En otoño de 2006 edité el número 12 de la revista Lucera, entonces la publicación del CCPE. Allí salié esta entrevista a Daniel García, quien entonces hacía 15 años —hoy hace 20– que realizaba las tapas de los libros de BeatrizViterbo Editora en las que, con el tiempo, desarrolló una obra que en muchos casos está fundada en la feliz labor de ser otro, el mismo. En esta charla el artista repasa sus temas más recurrentes que, como sus portadas, pueden leerse como un hípertexto, pero de imágenes y acaso dismoderno. Los magníficos dibujos que hiciera Daniel en la expedición Paraná Ra' anga aparecerán en el próximo número de Transatlántico.

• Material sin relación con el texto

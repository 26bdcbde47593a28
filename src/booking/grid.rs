//! Floor grid rendering
//!
//! Text rendering of the hotel as one row per floor, floor 1 at the top and
//! the stairs/lift column at the left edge. Pure string building over a
//! layout, an occupied set, and the rooms of the most recent booking.

use std::collections::HashSet;

use crate::allocation::travel_cost;
use crate::hotel::{floor_width, HotelLayout, Room, FLOOR_COUNT};
use crate::types::RoomId;

/// Marker for the stairs/lift column at the left edge of every row.
const STAIRS_MARKER: &str = "<S>";

/// Width of one room cell, wide enough for a bracketed top-floor number.
const CELL_WIDTH: usize = 6;

/// Render the hotel grid with occupancy markers and availability summary.
///
/// Rooms in `last_booking` render bracketed, other occupied rooms render in
/// parentheses, free rooms render as a bare number. When `last_booking` is
/// non-empty a trailer line reports its travel time.
pub fn render_grid(
    layout: &HotelLayout,
    occupied: &HashSet<RoomId>,
    last_booking: &[Room],
) -> String {
    let booked: HashSet<RoomId> = last_booking.iter().map(|room| room.id()).collect();
    let mut out = String::new();

    for floor in 1..=FLOOR_COUNT {
        out.push_str(&format!("Floor {:>2} {}", floor, STAIRS_MARKER));
        for room in layout.rooms_on_floor(floor) {
            let cell = if booked.contains(&room.id()) {
                format!("[{}]", room.id())
            } else if occupied.contains(&room.id()) {
                format!("({})", room.id())
            } else {
                room.id().to_string()
            };
            out.push_str(&format!(" {:^width$}", cell, width = CELL_WIDTH));
        }
        out.push('\n');
    }

    out.push('\n');
    out.push_str("Legend: [n] just booked  (n) occupied  n free  <S> stairs/lift\n");

    let mut total_free = 0;
    let mut summary = String::from("Availability:");
    for floor in 1..=FLOOR_COUNT {
        let free = layout
            .rooms_on_floor(floor)
            .iter()
            .filter(|room| !occupied.contains(&room.id()))
            .count();
        total_free += free;
        summary.push_str(&format!(" F{} {}/{}", floor, free, floor_width(floor)));
    }
    out.push_str(&summary);
    out.push('\n');
    out.push_str(&format!(
        "Total available: {}/{}\n",
        total_free,
        layout.room_count()
    ));

    if !last_booking.is_empty() {
        out.push_str(&format!(
            "Total travel time for last booking: {} min\n",
            travel_cost(last_booking)
        ));
    }

    out
}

El isologo de Beatriz Viterbo.

Poco más de una hora le lleva precisar uno de los temas que flotan desde el principio de la conversación, una calurosa tarde de febrero en su casa de Fisherton, mientras un vaho espeso de hervor enturbia el jardín verde detrás del ventanal. Daniel García tiene un pantalón Ombú cortado a la altura de las rodillas y una remera negra. Es como si su charla tanteara el espacio, del mismo modo que lo haría con uno de sus cuadros. Trajo una jarra de cerámica blanca con agua a la mesa de roble y habla de las tapas de los libros de la editorial rosarina Beatriz Viterbo que diseñó y pinta desde el año 1991. Pero también habla de su obra, de la historia del arte, de eso que manipula en su taller de artista plástico.

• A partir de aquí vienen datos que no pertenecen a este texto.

//! Tests for CLI argument parsing functionality
//!
//! These tests verify that command line arguments are properly parsed and
//! merged with configuration files, including the repeatable --book option.

use std::io::Write;

use clap::Parser;
use hotel_room_allocator::types::{CliArgs, DemoConfig, OutputFormat};
use tempfile::Builder;

/// Test parsing of the repeatable book argument
#[test]
fn test_book_argument_parsing() {
    // No bookings by default
    let args = vec!["test"];
    let cli_args = CliArgs::try_parse_from(args).unwrap();
    assert!(cli_args.book.is_empty());

    // Single booking
    let args = vec!["test", "--book", "3"];
    let cli_args = CliArgs::try_parse_from(args).unwrap();
    assert_eq!(cli_args.book, vec![3]);

    // Repeated flags accumulate in order
    let args = vec!["test", "--book", "5", "--book", "1", "--book", "2"];
    let cli_args = CliArgs::try_parse_from(args).unwrap();
    assert_eq!(cli_args.book, vec![5, 1, 2]);

    // Short form
    let args = vec!["test", "-b", "4", "-b", "4"];
    let cli_args = CliArgs::try_parse_from(args).unwrap();
    assert_eq!(cli_args.book, vec![4, 4]);
}

/// Test occupancy and seed argument parsing
#[test]
fn test_occupancy_arguments_parsing() {
    let args = vec![
        "test",
        "--occupancy-probability",
        "0.6",
        "--seed",
        "12345",
    ];
    let cli_args = CliArgs::try_parse_from(args).unwrap();

    assert_eq!(cli_args.occupancy_probability, Some(0.6));
    assert_eq!(cli_args.seed, Some(12345));
}

/// Test output control flags
#[test]
fn test_output_flags_parsing() {
    let args = vec!["test", "--output-format", "json", "--no-grid", "--verbose"];
    let cli_args = CliArgs::try_parse_from(args).unwrap();

    assert_eq!(cli_args.output_format, Some("json".to_string()));
    assert!(cli_args.no_grid);
    assert!(cli_args.verbose);
    assert!(!cli_args.debug);
    assert!(!cli_args.dry_run);
}

/// Test configuration creation from CLI arguments alone
#[test]
fn test_config_from_cli_arguments() {
    let args = vec![
        "test",
        "--book",
        "2",
        "--book",
        "4",
        "--occupancy-probability",
        "0.2",
    ];
    let cli_args = CliArgs::try_parse_from(args).unwrap();

    let config = DemoConfig::from_cli_args(cli_args).unwrap();
    assert_eq!(config.bookings, vec![2, 4]);
    assert_eq!(config.occupancy_probability, 0.2);

    // Untouched fields keep their defaults
    assert_eq!(config.output_format, "text");
    assert!(config.show_grid);
    assert!(config.seed.is_none());

    config.validate().unwrap();
    assert_eq!(config.get_output_format().unwrap(), OutputFormat::Text);
}

/// Test that CLI arguments override configuration file values
#[test]
fn test_cli_overrides_config_file() {
    let mut temp_file = Builder::new().suffix(".json").tempfile().unwrap();
    let config_json = r#"{
        "bookings": [1, 1],
        "occupancy_probability": 0.9,
        "seed": 11,
        "output_format": "json"
    }"#;
    temp_file.write_all(config_json.as_bytes()).unwrap();
    temp_file.flush().unwrap();

    let path = temp_file.path().display().to_string();
    let args = vec![
        "test",
        "--config",
        path.as_str(),
        "--occupancy-probability",
        "0.1",
        "--book",
        "5",
    ];
    let cli_args = CliArgs::try_parse_from(args).unwrap();
    let config = DemoConfig::from_cli_args(cli_args).unwrap();

    // CLI wins where given
    assert_eq!(config.bookings, vec![5]);
    assert_eq!(config.occupancy_probability, 0.1);

    // File values survive where the CLI is silent
    assert_eq!(config.seed, Some(11));
    assert_eq!(config.output_format, "json");
}

/// Test that a config file alone drives the booking plan
#[test]
fn test_config_file_without_cli_overrides() {
    let mut temp_file = Builder::new().suffix(".json").tempfile().unwrap();
    temp_file
        .write_all(br#"{"bookings": [3, 3, 3], "show_grid": false}"#)
        .unwrap();
    temp_file.flush().unwrap();

    let path = temp_file.path().display().to_string();
    let args = vec!["test", "--config", path.as_str()];
    let cli_args = CliArgs::try_parse_from(args).unwrap();
    let config = DemoConfig::from_cli_args(cli_args).unwrap();

    assert_eq!(config.bookings, vec![3, 3, 3]);
    assert!(!config.show_grid);
    assert_eq!(config.occupancy_probability, 0.35);
}

/// Test validation failures surface after merging
#[test]
fn test_merged_configuration_validation() {
    let args = vec!["test", "--occupancy-probability", "1.5"];
    let cli_args = CliArgs::try_parse_from(args).unwrap();
    let config = DemoConfig::from_cli_args(cli_args).unwrap();
    assert!(config.validate().is_err());

    let args = vec!["test", "--output-format", "xml"];
    let cli_args = CliArgs::try_parse_from(args).unwrap();
    let config = DemoConfig::from_cli_args(cli_args).unwrap();
    assert!(config.validate().is_err());
}

/// Test that oversized party sizes parse and validate; the allocator owns
/// the range check
#[test]
fn test_party_sizes_are_not_clamped() {
    let args = vec!["test", "--book", "9", "--book", "0"];
    let cli_args = CliArgs::try_parse_from(args).unwrap();
    let config = DemoConfig::from_cli_args(cli_args).unwrap();

    assert_eq!(config.bookings, vec![9, 0]);
    config.validate().unwrap();
}

/// Test the default configuration template round-trips through JSON
#[test]
fn test_print_config_template_round_trip() {
    let template = DemoConfig::default().print_json().unwrap();
    let parsed: DemoConfig = serde_json::from_str(&template).unwrap();

    assert_eq!(parsed.bookings, Vec::<usize>::new());
    assert_eq!(parsed.occupancy_probability, 0.35);
    assert_eq!(parsed.output_format, "text");
    assert!(parsed.show_grid);
}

Dice que el trabajo con las tapas de los libros le permitió una relación de juego con la pintura. «Siempre tuve un espacio más lúdico en el dibujo —dice—, digamos que para mí siempre es como una forma de pensar, y es algo donde no hay ninguna clase de exigencias, es puro placer. En cambio la pintura es mucho más desgastante, más arduo, hay menos momentos de placer. Si el dibujo sale mal uno rompe la hoja y listo. Uno puede hacer cincuenta dibujos en un día, en cambio la pintura es el trabajo de una semana o más. Y esto de las tapas me permitió encontrar esa cosa lúdica en la pintura. Trabajar en tamaños más chicos y tener esa libertad de no tener que ser fiel a mí mismo ni a ninguna cosa, simplemente al texto y que sea algo como un juego. Decirme: voy a hacer una tapa como si fuera otro».

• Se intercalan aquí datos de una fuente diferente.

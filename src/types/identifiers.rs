//! Identifier types for the hotel room allocator
//!
//! This module contains the room-number identifier used throughout the
//! allocation engine and the UUID-based confirmation identifier stamped on
//! finalized bookings.

use serde::{Deserialize, Deserializer, Serialize, Serializer};
use std::fmt;
use uuid::Uuid;

/// Identifier for a physical room, equal to its display number
///
/// Floors 1-9 number their rooms `floor*100 + position`, floor 10 numbers
/// them `1000 + position` (position counted from 1 at the stairs).
#[derive(Debug, Clone, Copy, PartialEq, Eq, Hash, PartialOrd, Ord)]
pub struct RoomId(pub u16);

impl RoomId {
    /// Create a room ID from a display number
    pub fn new(number: u16) -> Self {
        Self(number)
    }

    /// Get the display number
    pub fn number(&self) -> u16 {
        self.0
    }
}

impl fmt::Display for RoomId {
    fn fmt(&self, f: &mut fmt::Formatter<'_>) -> fmt::Result {
        write!(f, "{}", self.0)
    }
}

impl Serialize for RoomId {
    fn serialize<S>(&self, serializer: S) -> Result<S::Ok, S::Error>
    where
        S: Serializer,
    {
        // Room ids travel as decimal strings, matching the number shown on
        // the door plate.
        serializer.serialize_str(&self.0.to_string())
    }
}

impl<'de> Deserialize<'de> for RoomId {
    fn deserialize<D>(deserializer: D) -> Result<Self, D::Error>
    where
        D: Deserializer<'de>,
    {
        #[derive(Deserialize)]
        #[serde(untagged)]
        enum Repr {
            Text(String),
            Number(u16),
        }

        match Repr::deserialize(deserializer)? {
            Repr::Number(number) => Ok(RoomId(number)),
            Repr::Text(text) => {
                let number = text.parse::<u16>().map_err(serde::de::Error::custom)?;
                Ok(RoomId(number))
            }
        }
    }
}

/// Unique identifier for a finalized booking
#[derive(Debug, Clone, Copy, PartialEq, Eq, Hash)]
pub struct BookingId(pub Uuid);

impl BookingId {
    /// Create a new random booking ID
    pub fn new() -> Self {
        Self(Uuid::new_v4())
    }
}

impl Default for BookingId {
    fn default() -> Self {
        Self::new()
    }
}

impl fmt::Display for BookingId {
    fn fmt(&self, f: &mut fmt::Formatter<'_>) -> fmt::Result {
        write!(f, "BKG_{}", self.0.simple())
    }
}

impl Serialize for BookingId {
    fn serialize<S>(&self, serializer: S) -> Result<S::Ok, S::Error>
    where
        S: Serializer,
    {
        serializer.serialize_str(&format!("BKG_{}", self.0.simple()))
    }
}

impl<'de> Deserialize<'de> for BookingId {
    fn deserialize<D>(deserializer: D) -> Result<Self, D::Error>
    where
        D: Deserializer<'de>,
    {
        let s = String::deserialize(deserializer)?;
        if let Some(uuid_str) = s.strip_prefix("BKG_") {
            let uuid = Uuid::parse_str(uuid_str).map_err(serde::de::Error::custom)?;
            Ok(BookingId(uuid))
        } else {
            // Fallback: accept a raw UUID without the prefix
            let uuid = Uuid::parse_str(&s).map_err(serde::de::Error::custom)?;
            Ok(BookingId(uuid))
        }
    }
}

#[cfg(test)]
mod tests {
    use super::*;

    #[test]
    fn test_room_id_display() {
        assert_eq!(RoomId::new(101).to_string(), "101");
        assert_eq!(RoomId::new(1007).to_string(), "1007");
    }

    #[test]
    fn test_room_id_accessors() {
        let id = RoomId::new(304);
        assert_eq!(id.number(), 304);
        assert_eq!(id.0, 304);
    }

    #[test]
    fn test_room_id_serialization() {
        let id = RoomId::new(512);
        let json = serde_json::to_string(&id).unwrap();
        assert_eq!(json, "\"512\"");

        let deserialized: RoomId = serde_json::from_str(&json).unwrap();
        assert_eq!(id, deserialized);
    }

    #[test]
    fn test_room_id_deserialization_from_number() {
        // Bare integers are accepted alongside the string form
        let id: RoomId = serde_json::from_str("512").unwrap();
        assert_eq!(id, RoomId::new(512));
    }

    #[test]
    fn test_room_id_deserialization_rejects_garbage() {
        let result: Result<RoomId, _> = serde_json::from_str("\"lobby\"");
        assert!(result.is_err());
    }

    #[test]
    fn test_room_id_ordering() {
        let mut ids = vec![RoomId::new(1001), RoomId::new(101), RoomId::new(910)];
        ids.sort();
        assert_eq!(ids, vec![RoomId::new(101), RoomId::new(910), RoomId::new(1001)]);
    }

    #[test]
    fn test_room_id_hash_and_equality() {
        use std::collections::HashSet;

        let mut set = HashSet::new();
        set.insert(RoomId::new(101));
        set.insert(RoomId::new(102));
        set.insert(RoomId::new(101));

        assert_eq!(set.len(), 2);
        assert!(set.contains(&RoomId::new(101)));
    }

    #[test]
    fn test_booking_id_creation() {
        let id1 = BookingId::new();
        let id2 = BookingId::new();

        // IDs should be unique
        assert_ne!(id1, id2);

        // Default should create a new ID
        let id3 = BookingId::default();
        assert_ne!(id1, id3);
    }

    #[test]
    fn test_booking_id_display() {
        let id = BookingId::new();
        let display_str = format!("{}", id);

        // Should start with BKG_ prefix, followed by 32 hex chars
        assert!(display_str.starts_with("BKG_"));
        assert_eq!(display_str.len(), 36);
    }

    #[test]
    fn test_booking_id_serialization() {
        let id = BookingId::new();
        let json = serde_json::to_string(&id).unwrap();
        assert!(json.contains("BKG_"));

        let deserialized: BookingId = serde_json::from_str(&json).unwrap();
        assert_eq!(id, deserialized);
    }

    #[test]
    fn test_booking_id_deserialization_without_prefix() {
        let raw_uuid = Uuid::new_v4();
        let json = format!("\"{}\"", raw_uuid);

        let id: BookingId = serde_json::from_str(&json).unwrap();
        assert_eq!(id.0, raw_uuid);
    }
}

De hecho, durante la charla García recuerda la exposición que hizo en Buenos Aires, en la galería Ruth Benzacar durante 2002: «Una muestra que en gran parte estaba constituida por los originales de las tapas de Viterbo y fue bastante desconcertante para la gente que me seguía y conocía mi obra, porque de golpe veían un aspecto que no conocían. Al principio entrabas a la galería y parecía una muestra colectiva antes que de una sola persona».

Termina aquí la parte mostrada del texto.